Drigo had been vacationing in his native Italy during the outbreak of World War I in 1914, which prevented him from returning to Russia for another two years. Soon after his arrival in Petrograd he was evicted from his home at the Grand Hotel, which was converted to offices for the newly established Soviet government. For a time Drigo was forced to live in considerable poverty in a camp with a group of his fellow Italian émigrés. He later recalled in his memoirs of the many cold evenings he spent with his close friend and colleague Alexander Glazunov waiting for hours in bread lines and subsequently carrying their rations home through the snow on a sled. Upon his first enagagment as conductor after his return to the former Imperial Mariinsky Theatre, Drigo received a fifteen-minute standing ovation from the audience.
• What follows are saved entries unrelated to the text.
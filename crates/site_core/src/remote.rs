//! Remote record source used to aggregate registrations across devices.
//!
//! Only the read side exists. `push_record` is part of the interface so a
//! real backend can be plugged in later, but the HTTP source reports
//! [`PushOutcome::Unsupported`] instead of pretending to have saved anything.

use async_trait::async_trait;
use base64::{engine::general_purpose::STANDARD, Engine as _};
use reqwest::Client;
use shared::{domain::RegistrationRecord, protocol::RemoteRecordsDocument};
use thiserror::Error;
use tracing::{debug, info};
use url::Url;

#[derive(Debug, Error)]
pub enum RemoteError {
    #[error("no remote record source configured")]
    NotConfigured,
    #[error("network error talking to remote record source: {0}")]
    Network(#[from] reqwest::Error),
    #[error("invalid remote payload: {0}")]
    Decode(String),
}

#[derive(Debug, Clone, PartialEq, Eq)]
pub enum PushOutcome {
    Pushed,
    Unsupported,
    Failed(String),
}

#[async_trait]
pub trait RemoteRecordSource: Send + Sync {
    async fn fetch_remote_records(&self) -> Result<Vec<RegistrationRecord>, RemoteError>;
    async fn push_record(&self, record: &RegistrationRecord) -> PushOutcome;
}

pub struct NoRemoteSource;

#[async_trait]
impl RemoteRecordSource for NoRemoteSource {
    async fn fetch_remote_records(&self) -> Result<Vec<RegistrationRecord>, RemoteError> {
        Err(RemoteError::NotConfigured)
    }

    async fn push_record(&self, _record: &RegistrationRecord) -> PushOutcome {
        PushOutcome::Unsupported
    }
}

pub struct HttpRemoteSource {
    http: Client,
    url: Url,
}

impl HttpRemoteSource {
    pub fn new(url: Url) -> Self {
        Self {
            http: Client::new(),
            url,
        }
    }

    pub fn url(&self) -> &Url {
        &self.url
    }
}

#[async_trait]
impl RemoteRecordSource for HttpRemoteSource {
    async fn fetch_remote_records(&self) -> Result<Vec<RegistrationRecord>, RemoteError> {
        let response = self.http.get(self.url.clone()).send().await?;

        if response.status() == reqwest::StatusCode::NOT_FOUND {
            info!(url = %self.url, "remote: record document not found, treating as empty");
            return Ok(Vec::new());
        }

        let document: RemoteRecordsDocument = response.error_for_status()?.json().await?;
        let records = decode_records_document(&document)?;
        debug!(url = %self.url, count = records.len(), "remote: records fetched");
        Ok(records)
    }

    async fn push_record(&self, record: &RegistrationRecord) -> PushOutcome {
        debug!(
            url = %self.url,
            record_id = record.id.0,
            "remote: write path not available, record kept local"
        );
        PushOutcome::Unsupported
    }
}

/// Decodes the base64 `content` of a remote document into records.
pub fn decode_records_document(
    document: &RemoteRecordsDocument,
) -> Result<Vec<RegistrationRecord>, RemoteError> {
    if let Some(encoding) = document.encoding.as_deref() {
        if !encoding.eq_ignore_ascii_case("base64") {
            return Err(RemoteError::Decode(format!(
                "unsupported content encoding `{encoding}`"
            )));
        }
    }

    let compact: String = document
        .content
        .chars()
        .filter(|c| !c.is_ascii_whitespace())
        .collect();
    let bytes = STANDARD
        .decode(compact)
        .map_err(|e| RemoteError::Decode(format!("content is not base64: {e}")))?;
    serde_json::from_slice(&bytes)
        .map_err(|e| RemoteError::Decode(format!("content is not a record list: {e}")))
}

#[cfg(test)]
#[path = "tests/remote_tests.rs"]
mod tests;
In 1919 Drigo was finally repatriated to his native Italy. For his farewell gala at the former Imperial Mariinsky Theatre, the Ballet Master Fyodor Lopukhov mounted a new version of Drigo and Petipa's final collaboration, the ballet La Romance de la rose et le papillon which Lopukhov staged under the title Le Conte du bouton (The Tale of the Rosebud). At the close of the gala, the bass Feodor Chaliapin read an emotional farewell speech in both Italian and Russian. Allowed to take only 60 kilograms with him, Drigo left all of his belongings in Russia with the exception of a collection of his manuscript scores, which he used as a pillow during his two-month journey to Padua via Odessa and Constantinople.

In 1920 Drigo accepted the post of kapellmeister to the Garibaldi Theatre in Padua where he had begun his career many years before. In 1926 he composed the comic opera Flaffy Raffles for the Opera company of Padua's Teatro Verdi, and in 1929 his last work was given, the opera Il garofano bianco ('The White Carnation') at the Garibaldi Theatre. He spent the remainder of his life conducting and composing masses and various songs, including a vocal version of the famous serenade from Les millions d’Harlequin, which Beniamino Gigli made a world-wide hit with.

Riccardo Drigo died on 1 October 1930 at the age of 84, in his birthplace, Padua. There is now a street in Padua which is named Via Riccardo Drigo in his honour.